J’aurais falsifié mon certificat de décès pour rentrer tranquillement du Far West. Tout ça pour que mon frère m’assassine. Mais voilà qu’une brochette d’empêcheurs de tourner en rond s’échinent à prouver le contraire. Aurais-je plutôt été un filou de chercheur d’or ?

Mon squelette, retrouvé au début du XXe siècle, serait donc celui d’Ernest Pagnon de Fontaubert, qui aurait été tué par son frère, Arthur. C’est en tout cas ce que racontent les gens du village depuis un siècle.

Sauf qu’un généalogiste assure que cette version n’est pas crédible.
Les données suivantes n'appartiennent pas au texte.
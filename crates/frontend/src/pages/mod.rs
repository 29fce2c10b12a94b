mod calculate;
mod inputs;
mod map;
mod not_found;
mod outputs;

pub use calculate::CalculatePage;
pub use inputs::InputsPage;
pub use map::MapPage;
pub use not_found::NotFoundPage;
pub use outputs::OutputsPage;

use leptos::prelude::*;

/// Card with a centered heading and description, used by the placeholder
/// sections that have no dedicated content yet.
#[component]
pub fn SectionCard(
    #[prop(into)] title: Signal<String>,
    #[prop(into)] heading: Signal<String>,
    #[prop(into)] description: Signal<String>,
) -> impl IntoView {
    view! {
        <div class="page">
            <div class="card">
                <div class="card__header">{move || title.get()}</div>
                <div class="card__body card__body--centered">
                    <h3 class="card__heading">{move || heading.get()}</h3>
                    <p class="card__text">{move || description.get()}</p>
                </div>
            </div>
        </div>
    }
}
Et ça ne plait pas tellement aux gens du cru, qui ont le sentiment que l’on touche là à leur identité.

Ce qu’il reste de la Maison d’Arthur Pagnon de Fontaubert
Ce qu’il reste de la Maison d’Arthur — Photo : Magali Maricot

Toucher à l’identité d’un village, simplement parce qu’on remet sa légende en question ? Une croyance peut-elle être un élément de construction ? Croyez-en l’expérience du vieux squelette que je suis, chers amis : c’est l’histoire même de l’humanité. De la partie qui croit en un Dieu, bien sûr, mais pas seulement.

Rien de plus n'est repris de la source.